(Collected data)
"""
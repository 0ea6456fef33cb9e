//! Transport settings.
//!
//! ## Security
//!
//! Certificate validation is on by default. Turning it off is meant for
//! test directories with self-signed certificates only.

use serde::{Deserialize, Serialize};

use crate::error::{LdapError, LdapResult};

/// Settings applied to every connection the transport opens.
#[derive(Debug, Clone, PartialEq, Eq, Serialize, Deserialize)]
#[serde(default)]
pub struct LdapTransportConfig {
    /// Verify server certificates on TLS endpoints.
    pub validate_certificates: bool,

    /// Upgrade clear endpoints with StartTLS before use.
    pub starttls: bool,
}

impl Default for LdapTransportConfig {
    fn default() -> Self {
        Self {
            validate_certificates: true,
            starttls: false,
        }
    }
}

impl LdapTransportConfig {
    /// Creates a builder.
    #[must_use]
    pub fn builder() -> LdapTransportConfigBuilder {
        LdapTransportConfigBuilder::new()
    }

    /// Parses settings from a TOML document.
    ///
    /// # Errors
    ///
    /// Returns an error if the document is malformed.
    pub fn from_toml(doc: &str) -> LdapResult<Self> {
        toml::from_str(doc).map_err(|e| LdapError::config(e.to_string()))
    }
}

// ============================================================================
// Configuration Builder
// ============================================================================

/// Builder for [`LdapTransportConfig`].
#[derive(Debug, Default)]
pub struct LdapTransportConfigBuilder {
    config: LdapTransportConfig,
}

impl LdapTransportConfigBuilder {
    /// Creates a builder with default settings.
    #[must_use]
    pub fn new() -> Self {
        Self::default()
    }

    /// Sets certificate validation.
    #[must_use]
    pub const fn validate_certificates(mut self, validate: bool) -> Self {
        self.config.validate_certificates = validate;
        self
    }

    /// Sets StartTLS upgrade for clear endpoints.
    #[must_use]
    pub const fn starttls(mut self, starttls: bool) -> Self {
        self.config.starttls = starttls;
        self
    }

    /// Builds the settings.
    #[must_use]
    pub fn build(self) -> LdapTransportConfig {
        self.config
    }
}
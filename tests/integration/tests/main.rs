//! End-to-End Integration Tests
//!
//! These tests drive the directory session core through scripted
//! collaborators: a mock transport, resolver, credential store and
//! availability cache.

mod common;
mod connection_lifecycle;
mod pool;
mod replica_race;
mod scenario;
//! Process-wide pool flags.
//!
//! [`PoolState`] holds the sleep suspension flag and the single-flight guard
//! of the background health check. It is owned by the manager and shared by
//! reference with the tasks it spawns.

use std::sync::atomic::{AtomicBool, Ordering};
use std::time::Duration;

use parking_lot::Mutex;
use tokio::sync::Notify;
use tokio::time::Instant;

/// Suspension flag and health-check single-flight guard.
#[derive(Debug, Default)]
pub struct PoolState {
    suspended: AtomicBool,
    check_active: AtomicBool,
    last_check: Mutex<Option<Instant>>,
    check_done: Notify,
}

impl PoolState {
    /// Creates an idle, unsuspended state.
    #[must_use]
    pub fn new() -> Self {
        Self::default()
    }

    /// Suspends reactions to network changes.
    pub fn suspend(&self) {
        self.suspended.store(true, Ordering::Release);
    }

    /// Resumes reactions to network changes.
    pub fn resume(&self) {
        self.suspended.store(false, Ordering::Release);
    }

    /// Returns whether reactions are suspended.
    #[must_use]
    pub fn is_suspended(&self) -> bool {
        self.suspended.load(Ordering::Acquire)
    }

    /// Returns whether a health check is running.
    #[must_use]
    pub fn is_check_active(&self) -> bool {
        self.check_active.load(Ordering::Acquire)
    }

    /// Claims the health check slot.
    ///
    /// Succeeds when no check is running and either `force` is set or at
    /// least `min_interval` has passed since the last check started. The
    /// caller must call [`end_check`](Self::end_check) once done.
    pub fn try_begin_check(&self, force: bool, min_interval: Duration) -> bool {
        let mut last = self.last_check.lock();
        let due = force || last.map_or(true, |at| at.elapsed() >= min_interval);
        if !due {
            return false;
        }
        if self
            .check_active
            .compare_exchange(false, true, Ordering::AcqRel, Ordering::Acquire)
            .is_err()
        {
            return false;
        }
        *last = Some(Instant::now());
        true
    }

    /// Releases the health check slot and wakes waiters.
    pub fn end_check(&self) {
        self.check_active.store(false, Ordering::Release);
        self.check_done.notify_waiters();
    }

    /// Waits until no health check is running.
    pub async fn wait_for_check(&self) {
        loop {
            let notified = self.check_done.notified();
            if !self.is_check_active() {
                return;
            }
            notified.await;
        }
    }
}

#[cfg(test)]
mod tests {
    use super::*;

    #[test]
    fn suspend_and_resume() {
        let state = PoolState::new();
        assert!(!state.is_suspended());
        state.suspend();
        assert!(state.is_suspended());
        state.resume();
        assert!(!state.is_suspended());
    }

    #[tokio::test(start_paused = true)]
    async fn check_is_single_flight_and_spaced() {
        let state = PoolState::new();
        let spacing = Duration::from_secs(30);

        assert!(state.try_begin_check(false, spacing));
        assert!(!state.try_begin_check(true, spacing));
        state.end_check();

        assert!(!state.try_begin_check(false, spacing));
        assert!(state.try_begin_check(true, spacing));
        state.end_check();

        tokio::time::advance(spacing).await;
        assert!(state.try_begin_check(false, spacing));
        state.end_check();
    }

    #[tokio::test]
    async fn wait_returns_once_check_ends() {
        let state = std::sync::Arc::new(PoolState::new());
        assert!(state.try_begin_check(true, Duration::ZERO));

        let waiter = {
            let state = std::sync::Arc::clone(&state);
            tokio::spawn(async move { state.wait_for_check().await })
        };
        tokio::task::yield_now().await;
        state.end_check();
        waiter.await.unwrap();
        assert!(!state.is_check_active());
    }
}
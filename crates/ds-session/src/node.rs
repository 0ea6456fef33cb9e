//! Per-node policy, replica set and session establishment.
//!
//! A [`NodeConfig`] is shared by every connection to the node. Its mutable
//! state lives behind a `parking_lot` lock whose guard is `!Send`, so it can
//! never be held across an `.await`, and in particular never across a call
//! into the credential store.

use std::collections::HashSet;
use std::fmt;
use std::path::PathBuf;
use std::sync::atomic::{AtomicBool, Ordering};
use std::sync::Arc;

use ds_core::{NodeSettings, RaceSettings, SecurityLevel, ServiceCredentials};
use ds_spi::{
    DirectorySession, Endpoint, ReachabilityTarget, ReplicaList, Services, SpiResult,
    TicketHandle,
};
use parking_lot::{Mutex, RwLock};
use tokio::runtime::Handle;
use tokio::task::JoinHandle;
use tokio::time::Instant;
use tracing::{debug, info, instrument, trace, warn};
use uuid::Uuid;

use crate::auth::{transport_security, AuthMode, CredentialGate, Negotiated};
use crate::error::{SessionError, SessionResult};
use crate::replica::ReplicaInfo;
use crate::select::Selected;

/// Times one establishment restarts after discovery invalidated its replica.
const MAX_DISCOVERY_RESTARTS: usize = 3;

// ============================================================================
// Established Session
// ============================================================================

/// An authenticated session bound to a replica.
pub struct Established {
    /// The live session.
    pub session: Box<dyn DirectorySession>,
    /// Replica the session is bound to.
    pub replica: Arc<ReplicaInfo>,
    /// Ticket acquired during negotiation, owned by the caller.
    pub ticket: Option<TicketHandle>,
    /// Protections the session negotiated.
    pub security: SecurityLevel,
}

impl fmt::Debug for Established {
    fn fmt(&self, f: &mut fmt::Formatter<'_>) -> fmt::Result {
        f.debug_struct("Established")
            .field("replica", self.replica.endpoint())
            .field("ticket", &self.ticket)
            .field("security", &self.security)
            .finish_non_exhaustive()
    }
}

// ============================================================================
// Node Config
// ============================================================================

#[derive(Debug)]
struct NodeState {
    replicas: Vec<Arc<ReplicaInfo>>,
    needs_mappings: bool,
    needs_replicas: bool,
    needs_security: bool,
    server_security: SecurityLevel,
    service_credentials: Option<ServiceCredentials>,
}

/// One logical directory node.
pub struct NodeConfig {
    settings: NodeSettings,
    services: Services,
    race: RaceSettings,
    state: RwLock<NodeState>,
    deleted: AtomicBool,
    enabled: AtomicBool,
    available: AtomicBool,
    gate: CredentialGate,
    tasks: Mutex<Vec<JoinHandle<()>>>,
}
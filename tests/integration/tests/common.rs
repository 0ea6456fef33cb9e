//! Common test utilities and fixtures.

#![allow(dead_code)]

use std::sync::Arc;

use ds_core::{NodeSettings, PoolSettings, SecurityLevel};
use ds_session::testing::{
    MockCredentialStore, MockResolver, MockTransport, RecordingAvailability,
};
use ds_session::{ConnectionManager, NodeConfig};
use ds_spi::Services;
use tracing_subscriber::EnvFilter;

/// Test environment with scripted collaborators and a connection manager.
pub struct TestEnv {
    /// Scripted endpoints and call counters.
    pub transport: Arc<MockTransport>,
    /// Static host table.
    pub resolver: Arc<MockResolver>,
    /// Ticket store.
    pub credentials: Arc<MockCredentialStore>,
    /// Availability updates.
    pub availability: Arc<RecordingAvailability>,
    /// Pool under test.
    pub manager: ConnectionManager,
}

impl TestEnv {
    /// Creates an environment with no endpoints.
    pub fn new() -> Self {
        init_tracing();

        let transport = Arc::new(MockTransport::new());
        let resolver = Arc::new(MockResolver::new());
        let credentials = Arc::new(MockCredentialStore::new());
        let availability = Arc::new(RecordingAvailability::new());
        let services = Services::builder(transport.clone())
            .resolver(resolver.clone())
            .credentials(credentials.clone())
            .availability(availability.clone())
            .build();

        Self {
            transport,
            resolver,
            credentials,
            availability,
            manager: ConnectionManager::new(services, PoolSettings::default()),
        }
    }

    /// Registers a node over `servers` with no security requirement.
    pub fn node(&self, name: &str, servers: &[&str]) -> Arc<NodeConfig> {
        self.node_with(name, servers, SecurityLevel::NONE)
    }

    /// Registers a node over `servers` requiring `security`.
    pub fn node_with(
        &self,
        name: &str,
        servers: &[&str],
        security: SecurityLevel,
    ) -> Arc<NodeConfig> {
        let mut builder = NodeSettings::builder(name)
            .open_close_timeout_secs(2)
            .local_security(security);
        for server in servers {
            builder = builder.server(*server);
        }
        let settings = builder.build().expect("valid test settings");
        self.manager.registry().register(settings)
    }
}

/// Installs a test subscriber once per process.
pub fn init_tracing() {
    let _ = tracing_subscriber::fmt()
        .with_env_filter(
            EnvFilter::try_from_default_env().unwrap_or_else(|_| EnvFilter::new("ds_session=debug")),
        )
        .with_test_writer()
        .try_init();
}
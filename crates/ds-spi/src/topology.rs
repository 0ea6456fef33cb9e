//! Topology and mapping boundary.
//!
//! Replica discovery, schema retrieval and record mapping are owned by
//! other subsystems. The core calls them while establishing a session on a
//! node whose discovery is still pending and feeds the replica list back
//! into its replica-set rebuild.

use async_trait::async_trait;
use ds_core::SecurityLevel;

use crate::error::SpiResult;
use crate::transport::DirectorySession;

/// Servers backing a node, split by capability.
#[derive(Debug, Clone, Default, PartialEq, Eq)]
pub struct ReplicaList {
    /// Servers that answer reads.
    pub read: Vec<String>,
    /// Servers that accept writes.
    pub write: Vec<String>,
}

impl ReplicaList {
    /// Returns true when neither list names a server.
    #[must_use]
    pub fn is_empty(&self) -> bool {
        self.read.is_empty() && self.write.is_empty()
    }

    /// Returns whether `server` accepts writes.
    #[must_use]
    pub fn is_writable(&self, server: &str) -> bool {
        self.write.iter().any(|s| s.eq_ignore_ascii_case(server))
    }

    /// All servers, read list first, without duplicates.
    #[must_use]
    pub fn all(&self) -> Vec<String> {
        let mut servers: Vec<String> = Vec::with_capacity(self.read.len() + self.write.len());
        for server in self.read.iter().chain(self.write.iter()) {
            if !servers.iter().any(|s| s.eq_ignore_ascii_case(server)) {
                servers.push(server.clone());
            }
        }
        servers
    }
}

/// Topology, schema and mapping discovery.
#[async_trait]
pub trait TopologyProvider: Send + Sync {
    /// Reads the replica list of `node` through `session`.
    ///
    /// `Ok(None)` means the directory publishes no replica information.
    async fn resolve_replica_list(
        &self,
        node: &str,
        session: &mut dyn DirectorySession,
    ) -> SpiResult<Option<ReplicaList>>;

    /// Loads the directory schema.
    async fn resolve_schema(&self, node: &str, session: &mut dyn DirectorySession)
        -> SpiResult<()>;

    /// Loads record and attribute mappings.
    async fn resolve_mappings(
        &self,
        node: &str,
        session: &mut dyn DirectorySession,
    ) -> SpiResult<()>;

    /// Reads the security policy the server advertises for its clients.
    async fn resolve_security_policy(
        &self,
        node: &str,
        session: &mut dyn DirectorySession,
    ) -> SpiResult<SecurityLevel>;
}

/// Topology for nodes whose configuration is entirely static.
#[derive(Debug, Default, Clone, Copy)]
pub struct StaticTopology;

#[async_trait]
impl TopologyProvider for StaticTopology {
    async fn resolve_replica_list(
        &self,
        _node: &str,
        _session: &mut dyn DirectorySession,
    ) -> SpiResult<Option<ReplicaList>> {
        Ok(None)
    }

    async fn resolve_schema(
        &self,
        _node: &str,
        _session: &mut dyn DirectorySession,
    ) -> SpiResult<()> {
        Ok(())
    }

    async fn resolve_mappings(
        &self,
        _node: &str,
        _session: &mut dyn DirectorySession,
    ) -> SpiResult<()> {
        Ok(())
    }

    async fn resolve_security_policy(
        &self,
        _node: &str,
        _session: &mut dyn DirectorySession,
    ) -> SpiResult<SecurityLevel> {
        Ok(SecurityLevel::NONE)
    }
}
"""
**What is expected:** From the records above, how many lines include the word "crates"? Only the number is wanted.

**Task solution:** 2